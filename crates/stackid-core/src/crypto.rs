//! Password-based encryption of the recovery phrase
//!
//! Argon2id derives a 256-bit key from the password; AES-256-GCM encrypts and
//! authenticates the secret.
//!
//! # Security Notes
//!
//! - Argon2id is memory-hard (resistant to GPU/ASIC attacks)
//! - AES-256-GCM provides authenticated encryption, so a wrong password or
//!   any tampering is detected instead of yielding garbage plaintext
//! - Every encryption uses a fresh random salt and nonce
//! - Password is never stored or logged
//!
//! # Envelope
//!
//! ```text
//! [version (1)][m_cost (4 LE)][t_cost (4 LE)][p_cost (4 LE)][salt (16)][nonce (12)][ciphertext + tag]
//! ```
//!
//! The KDF parameters travel with the ciphertext, so any codec instance can
//! decrypt what another produced.

use aes_gcm::{
    aead::{Aead, AeadCore, KeyInit, OsRng},
    Aes256Gcm, Key, Nonce,
};
use argon2::{Algorithm, Argon2, Params, Version};
use bip39::Mnemonic;
use rand::RngCore;
use serde::{Deserialize, Deserializer, Serialize, Serializer};
use thiserror::Error;
use zeroize::Zeroizing;

use crate::seed::{mnemonic_from_bytes, phrase_bytes};

/// Current envelope version
const ENVELOPE_VERSION: u8 = 1;

/// Salt length for Argon2
const SALT_LEN: usize = 16;

/// Nonce length for AES-256-GCM
const NONCE_LEN: usize = 12;

/// GCM authentication tag length
const TAG_LEN: usize = 16;

/// version + three u32 parameters
const HEADER_LEN: usize = 1 + 4 + 4 + 4;

const KEY_LEN: usize = 32;

/// Upper bounds accepted from an envelope (1 GiB memory)
const MAX_M_COST: u32 = 1 << 20;
const MAX_T_COST: u32 = 64;
const MAX_P_COST: u32 = 16;

#[derive(Error, Debug)]
pub enum CryptoError {
    #[error("Encryption failed: {0}")]
    EncryptionFailed(String),
    #[error("Decryption failed: {0}")]
    DecryptionFailed(String),
    #[error("Key derivation failed: {0}")]
    KeyDerivationFailed(String),
    #[error("Invalid ciphertext format")]
    InvalidFormat,
    #[error("Unsupported envelope version: {0}")]
    UnsupportedVersion(u8),
    #[error("KDF parameters out of range")]
    InvalidParams,
    #[error("Decrypted secret is not a valid recovery phrase")]
    InvalidPhrase,
}

impl CryptoError {
    /// True for every failure that means "this ciphertext cannot be opened
    /// with this password".
    pub fn is_decryption_failure(&self) -> bool {
        matches!(
            self,
            CryptoError::DecryptionFailed(_)
                | CryptoError::InvalidFormat
                | CryptoError::UnsupportedVersion(_)
                | CryptoError::InvalidParams
                | CryptoError::InvalidPhrase
        )
    }
}

/// Argon2id cost parameters
#[derive(Debug, Clone, Copy, PartialEq, Eq)]
pub struct KdfParams {
    /// Memory in KiB
    pub m_cost: u32,
    /// Iterations
    pub t_cost: u32,
    /// Lanes
    pub p_cost: u32,
}

impl Default for KdfParams {
    /// OWASP recommendation: 64 MiB, 3 iterations, 4 lanes
    fn default() -> Self {
        Self {
            m_cost: 65536,
            t_cost: 3,
            p_cost: 4,
        }
    }
}

impl KdfParams {
    fn check(&self) -> Result<(), CryptoError> {
        let in_range = (1..=MAX_M_COST).contains(&self.m_cost)
            && (1..=MAX_T_COST).contains(&self.t_cost)
            && (1..=MAX_P_COST).contains(&self.p_cost);
        if in_range {
            Ok(())
        } else {
            Err(CryptoError::InvalidParams)
        }
    }
}

/// Encrypted recovery phrase, persisted as a hex string
#[derive(Debug, Clone, PartialEq, Eq)]
pub struct EncryptedSecret {
    params: KdfParams,
    salt: [u8; SALT_LEN],
    nonce: [u8; NONCE_LEN],
    /// Ciphertext + authentication tag
    ciphertext: Vec<u8>,
}

impl EncryptedSecret {
    /// Serialize to the binary envelope
    pub fn to_bytes(&self) -> Vec<u8> {
        let mut bytes =
            Vec::with_capacity(HEADER_LEN + SALT_LEN + NONCE_LEN + self.ciphertext.len());
        bytes.push(ENVELOPE_VERSION);
        bytes.extend_from_slice(&self.params.m_cost.to_le_bytes());
        bytes.extend_from_slice(&self.params.t_cost.to_le_bytes());
        bytes.extend_from_slice(&self.params.p_cost.to_le_bytes());
        bytes.extend_from_slice(&self.salt);
        bytes.extend_from_slice(&self.nonce);
        bytes.extend_from_slice(&self.ciphertext);
        bytes
    }

    /// Deserialize from the binary envelope
    pub fn from_bytes(bytes: &[u8]) -> Result<Self, CryptoError> {
        // Minimum: header + salt + nonce + at least 1 byte ciphertext + tag
        if bytes.len() < HEADER_LEN + SALT_LEN + NONCE_LEN + TAG_LEN + 1 {
            return Err(CryptoError::InvalidFormat);
        }
        if bytes[0] != ENVELOPE_VERSION {
            return Err(CryptoError::UnsupportedVersion(bytes[0]));
        }

        let read_u32 = |at: usize| {
            let mut word = [0u8; 4];
            word.copy_from_slice(&bytes[at..at + 4]);
            u32::from_le_bytes(word)
        };
        let params = KdfParams {
            m_cost: read_u32(1),
            t_cost: read_u32(5),
            p_cost: read_u32(9),
        };
        params.check()?;

        let mut salt = [0u8; SALT_LEN];
        let mut nonce = [0u8; NONCE_LEN];
        let body = &bytes[HEADER_LEN..];
        salt.copy_from_slice(&body[..SALT_LEN]);
        nonce.copy_from_slice(&body[SALT_LEN..SALT_LEN + NONCE_LEN]);
        let ciphertext = body[SALT_LEN + NONCE_LEN..].to_vec();

        Ok(Self {
            params,
            salt,
            nonce,
            ciphertext,
        })
    }

    /// Lowercase hex rendering used for storage
    pub fn to_hex(&self) -> String {
        hex::encode(self.to_bytes())
    }

    /// Parse the hex rendering
    pub fn from_hex(s: &str) -> Result<Self, CryptoError> {
        let bytes = hex::decode(s.trim()).map_err(|_| CryptoError::InvalidFormat)?;
        Self::from_bytes(&bytes)
    }

    /// KDF parameters this secret was sealed with
    pub fn params(&self) -> KdfParams {
        self.params
    }
}

impl Serialize for EncryptedSecret {
    fn serialize<S: Serializer>(&self, serializer: S) -> Result<S::Ok, S::Error> {
        serializer.serialize_str(&self.to_hex())
    }
}

impl<'de> Deserialize<'de> for EncryptedSecret {
    fn deserialize<D: Deserializer<'de>>(deserializer: D) -> Result<Self, D::Error> {
        let s = String::deserialize(deserializer)?;
        EncryptedSecret::from_hex(&s).map_err(serde::de::Error::custom)
    }
}

/// Symmetric password-based codec
#[derive(Debug, Clone, Default)]
pub struct SecretCodec {
    params: KdfParams,
}

impl SecretCodec {
    /// Create a codec that seals with the given KDF parameters
    pub fn new(params: KdfParams) -> Result<Self, CryptoError> {
        params.check()?;
        Ok(Self { params })
    }

    /// Encrypt a secret with a password.
    ///
    /// Each call generates a new random salt and nonce.
    pub fn encrypt(&self, secret: &[u8], password: &str) -> Result<EncryptedSecret, CryptoError> {
        let mut salt = [0u8; SALT_LEN];
        OsRng.fill_bytes(&mut salt);

        let nonce_arr = Aes256Gcm::generate_nonce(&mut OsRng);
        let mut nonce = [0u8; NONCE_LEN];
        nonce.copy_from_slice(&nonce_arr);

        let key = derive_key(password, &salt, &self.params)?;

        let cipher = Aes256Gcm::new(Key::<Aes256Gcm>::from_slice(&key[..]));
        let ciphertext = cipher
            .encrypt(Nonce::from_slice(&nonce), secret)
            .map_err(|e| CryptoError::EncryptionFailed(e.to_string()))?;

        Ok(EncryptedSecret {
            params: self.params,
            salt,
            nonce,
            ciphertext,
        })
    }

    /// Decrypt a secret with a password.
    ///
    /// # Errors
    /// Returns an error if the password is wrong or the ciphertext was tampered
    /// with; never returns partial plaintext.
    pub fn decrypt(
        &self,
        encrypted: &EncryptedSecret,
        password: &str,
    ) -> Result<Zeroizing<Vec<u8>>, CryptoError> {
        encrypted.params.check()?;
        let key = derive_key(password, &encrypted.salt, &encrypted.params)?;

        let cipher = Aes256Gcm::new(Key::<Aes256Gcm>::from_slice(&key[..]));
        let plaintext = cipher
            .decrypt(
                Nonce::from_slice(&encrypted.nonce),
                encrypted.ciphertext.as_slice(),
            )
            .map_err(|_| {
                CryptoError::DecryptionFailed("Invalid password or corrupted data".to_string())
            })?;

        Ok(Zeroizing::new(plaintext))
    }
}

/// Derive an encryption key from a password using Argon2id
fn derive_key(
    password: &str,
    salt: &[u8; SALT_LEN],
    params: &KdfParams,
) -> Result<Zeroizing<[u8; KEY_LEN]>, CryptoError> {
    let argon_params = Params::new(params.m_cost, params.t_cost, params.p_cost, Some(KEY_LEN))
        .map_err(|e| CryptoError::KeyDerivationFailed(e.to_string()))?;

    let argon2 = Argon2::new(Algorithm::Argon2id, Version::V0x13, argon_params);

    let mut key = Zeroizing::new([0u8; KEY_LEN]);
    argon2
        .hash_password_into(password.as_bytes(), salt, &mut key[..])
        .map_err(|e| CryptoError::KeyDerivationFailed(e.to_string()))?;

    Ok(key)
}

/// Encrypt a recovery phrase with the default codec
pub fn encrypt_phrase(mnemonic: &Mnemonic, password: &str) -> Result<EncryptedSecret, CryptoError> {
    SecretCodec::default().encrypt(&phrase_bytes(mnemonic), password)
}

/// Decrypt a recovery phrase.
///
/// The decrypted bytes must form a valid mnemonic.
pub fn decrypt_phrase(encrypted: &EncryptedSecret, password: &str) -> Result<Mnemonic, CryptoError> {
    let plaintext = SecretCodec::default().decrypt(encrypted, password)?;
    mnemonic_from_bytes(&plaintext).map_err(|_| CryptoError::InvalidPhrase)
}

§ Action item:
Gather from the data above every line with the string "const".

§ Answer to this exercise:
const ENVELOPE_VERSION: u8 = 1;
const SALT_LEN: usize = 16;
const NONCE_LEN: usize = 12;
const TAG_LEN: usize = 16;
const HEADER_LEN: usize = 1 + 4 + 4 + 4;
const KEY_LEN: usize = 32;
const MAX_M_COST: u32 = 1 << 20;
const MAX_T_COST: u32 = 64;
const MAX_P_COST: u32 = 16;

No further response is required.